§ Given data:
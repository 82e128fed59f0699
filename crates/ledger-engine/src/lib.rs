pub mod accounts;
pub mod balance;
pub mod customers;
pub mod engine;
pub mod error;
pub mod lookup;
pub mod model;
pub mod request;
pub mod store;
pub mod transaction;
pub mod validation;

use std::sync::Arc;

use accounts::AccountService;
use customers::CustomerService;
use engine::TransactionEngine;
use store::LedgerStore;

pub use error::{ErrorCategory, LedgerError, LedgerResult, TransactionKey};

/// Customer, account and transaction services sharing one store.
///
/// Cloning is cheap and every clone sees the same data, so a ledger can be
/// handed to as many threads as needed.
#[derive(Debug, Clone, Default)]
pub struct Ledger {
    store: Arc<LedgerStore>,
}

impl Ledger {
    pub fn new() -> Self {
        Self::default()
    }

    pub fn customers(&self) -> CustomerService {
        CustomerService::new(Arc::clone(&self.store))
    }

    pub fn accounts(&self) -> AccountService {
        AccountService::new(Arc::clone(&self.store))
    }

    pub fn transactions(&self) -> TransactionEngine {
        TransactionEngine::new(Arc::clone(&self.store))
    }

    pub fn store(&self) -> &LedgerStore {
        &self.store
    }
}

§ About this exercise: Please copy each line of the records above in which the word "TransactionEngine" can be found.

§ Response below:
use engine::TransactionEngine;
    pub fn transactions(&self) -> TransactionEngine {
        TransactionEngine::new(Arc::clone(&self.store))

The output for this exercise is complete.